Thursday, January 06, 2011

Vaccine persecution continues

The vaccine proponents are gloating about a finding that Andrew Wakefield described 12 cases inaccurately in a 1998 paper on MMR and autism.

The attacks on Wakefield have been going on for years, as noted here.

A minor 1998 study being wrong should not be news, since much medical research is wrong. My concern is that now researchers will be intimidated into not publishing results that deviate from official vaccine recommendations. The Wakefield example shows that they would risk having vaccine promoters taking extraordinary steps to destroy their careers if they question vaccines.

The NY Times reports:
One of psychology’s most respected journals has agreed to publish a paper presenting what its author describes as strong evidence for extrasensory perception, the ability to sense future events.

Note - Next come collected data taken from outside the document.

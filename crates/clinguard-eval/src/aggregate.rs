//! Protocol-set evaluation

use crate::context::EvaluationContext;
use crate::engine::ProtocolEngine;
use clinguard_logic::{ClinicalProtocolRule, RejectedProtocol};
use clinguard_types::{EvaluationOutcome, PatientState, ProtocolSetOutput, SkipReason};
use log::{debug, trace, warn};
use std::time::Instant;

impl ProtocolEngine {
    /// Evaluate protocols in the order given.
    ///
    /// The snapshot is flattened once and one clock reading is used for every
    /// staleness check in the batch. A protocol that fails is reported in
    /// `skipped_rules` and does not affect the others.
    pub fn evaluate_protocols<'a, I>(
        &self,
        state: &PatientState,
        protocols: I,
    ) -> ProtocolSetOutput
    where
        I: IntoIterator<Item = &'a ClinicalProtocolRule>,
    {
        self.evaluate_entries(state, protocols.into_iter().map(Ok))
    }

    /// Evaluate a batch in which some entries failed to load.
    ///
    /// A rejected entry is reported as `invalid_protocol` in its position and
    /// the remaining protocols are evaluated as usual.
    pub fn evaluate_entries<'a, I>(&self, state: &PatientState, entries: I) -> ProtocolSetOutput
    where
        I: IntoIterator<Item = Result<&'a ClinicalProtocolRule, &'a RejectedProtocol>>,
    {
        let start = Instant::now();
        let ctx = EvaluationContext::from_state(state);
        let now = self.now();

        let mut output = ProtocolSetOutput::new();
        for entry in entries {
            let outcome = match entry {
                Ok(protocol) => self.evaluate_rule_with(state, protocol, &ctx, now),
                Err(rejected) => {
                    warn!("{}: not loaded: {}", rejected.rule_id, rejected.error);
                    EvaluationOutcome::skip(&rejected.rule_id, SkipReason::InvalidProtocol)
                }
            };
            output.record(outcome);
        }

        output.evaluation_time_ms = start.elapsed().as_secs_f64() * 1000.0;
        trace!("batch evaluated in {:.3} ms", output.evaluation_time_ms);
        debug!(
            "{} protocols: {} triggered, {} skipped",
            output.len(),
            output.actions.len(),
            output.skipped_rules.len()
        );
        output
    }
}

The decision may delight believers in so-called paranormal events, but it is already mortifying scientists. ...

Some scientists say the report deserves to be published, in the name of open inquiry; others insist that its acceptance only accentuates fundamental flaws in the evaluation and peer review of research in the social sciences.

“It’s craziness, pure craziness. I can’t believe a major journal is allowing this work in,” Ray Hyman, an emeritus professor of psychology at the University Oregon and longtime critic of ESP research, said. “I think it’s just an embarrassment for the entire field.”
It is craziness, but it is better than having to listen to ESP advocates complain that their research is censored for ideological reasons. Sensible people will understand that some studies are outweighed by overwhelming contrary evidence.